• _About this task_
Using the listing below, show all lines that hold the word "crate".

Material for this task START

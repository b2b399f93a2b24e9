//! Configuration validation.
//!
//! # Responsibilities
//! - Semantic validation (serde handles syntactic)
//! - Validate value ranges (limits > 0, multipliers in range)
//! - Refuse fail-open policies for blocking threat levels
//! - Compile custom patterns so bad regexes fail at load, not at request time
//!
//! # Design Decisions
//! - Returns all validation errors, not just first
//! - Validation is pure function: GuardConfig → Result<(), Vec<ConfigViolation>>
//! - Runs before config is accepted into the system

use std::fmt;
use std::net::SocketAddr;

use regex::Regex;

use crate::config::schema::GuardConfig;
use crate::threat::ThreatLevel;

/// A single semantic problem in a configuration.
#[derive(Debug, Clone, PartialEq, Eq)]
pub struct ConfigViolation {
    /// Dotted path of the offending option.
    pub field: String,
    pub message: String,
}

impl ConfigViolation {
    fn new(field: &str, message: impl Into<String>) -> Self {
        Self {
            field: field.to_string(),
            message: message.into(),
        }
    }
}

impl fmt::Display for ConfigViolation {
    fn fmt(&self, f: &mut fmt::Formatter<'_>) -> fmt::Result {
        write!(f, "{}: {}", self.field, self.message)
    }
}

/// Check a configuration, collecting every violation.
pub fn validate_config(config: &GuardConfig) -> Result<(), Vec<ConfigViolation>> {
    let mut errors = Vec::new();

    let v = &config.validation;
    if v.max_payload_bytes == 0 {
        errors.push(ConfigViolation::new("validation.max_payload_bytes", "must be greater than 0"));
    }
    if v.max_depth == 0 {
        errors.push(ConfigViolation::new("validation.max_depth", "must be greater than 0"));
    }
    if v.max_collection_len == 0 {
        errors.push(ConfigViolation::new("validation.max_collection_len", "must be greater than 0"));
    }
    for (i, custom) in v.custom_patterns.iter().enumerate() {
        if let Err(e) = Regex::new(&custom.pattern) {
            errors.push(ConfigViolation::new(
                &format!("validation.custom_patterns[{}]", i),
                format!("invalid pattern: {}", e),
            ));
        }
        if custom.level == ThreatLevel::Clean {
            errors.push(ConfigViolation::new(
                &format!("validation.custom_patterns[{}].level", i),
                "a pattern cannot report CLEAN",
            ));
        }
    }

    for level in &config.threat_policy.fail_open_on {
        if *level != ThreatLevel::Low {
            errors.push(ConfigViolation::new(
                "threat_policy.fail_open_on",
                format!("{} cannot fail open; only LOW is allowed", level),
            ));
        }
    }

    let r = &config.rate_limit;
    if r.capacity == 0 {
        errors.push(ConfigViolation::new("rate_limit.capacity", "must be greater than 0"));
    }
    if !(r.refill_per_sec.is_finite() && r.refill_per_sec > 0.0) {
        errors.push(ConfigViolation::new("rate_limit.refill_per_sec", "must be a positive number"));
    }
    if !(r.penalty_multiplier > 0.0 && r.penalty_multiplier <= 1.0) {
        errors.push(ConfigViolation::new("rate_limit.penalty_multiplier", "must be in (0, 1]"));
    }
    if r.abuse_window_secs == 0 {
        errors.push(ConfigViolation::new("rate_limit.abuse_window_secs", "must be greater than 0"));
    }

    if config.concurrency.max_concurrent == 0 {
        errors.push(ConfigViolation::new("concurrency.max_concurrent", "must be greater than 0"));
    }

    let cb = &config.circuit_breaker;
    if cb.failure_threshold == 0 {
        errors.push(ConfigViolation::new("circuit_breaker.failure_threshold", "must be greater than 0"));
    }
    if cb.circuit_timeout_ms == 0 {
        errors.push(ConfigViolation::new("circuit_breaker.circuit_timeout_ms", "must be greater than 0"));
    }
    if cb.recovery_timeout_ms == 0 {
        errors.push(ConfigViolation::new("circuit_breaker.recovery_timeout_ms", "must be greater than 0"));
    }

    let e = &config.encryption;
    if e.key_rotation_days == 0 {
        errors.push(ConfigViolation::new("encryption.key_rotation_days", "must be greater than 0"));
    }
    if e.max_messages_per_key == 0 {
        errors.push(ConfigViolation::new("encryption.max_messages_per_key", "must be greater than 0"));
    }

    let o = &config.observability;
    if o.metrics_enabled && o.metrics_address.parse::<SocketAddr>().is_err() {
        errors.push(ConfigViolation::new(
            "observability.metrics_address",
            format!("'{}' is not a socket address", o.metrics_address),
        ));
    }

    if config.maintenance.interval_secs == 0 {
        errors.push(ConfigViolation::new("maintenance.interval_secs", "must be greater than 0"));
    }

    if errors.is_empty() {
        Ok(())
    } else {
        Err(errors)
    }
}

Material for this task END

• _Solution to this problem_
use crate::config::schema::GuardConfig;
use crate::threat::ThreatLevel;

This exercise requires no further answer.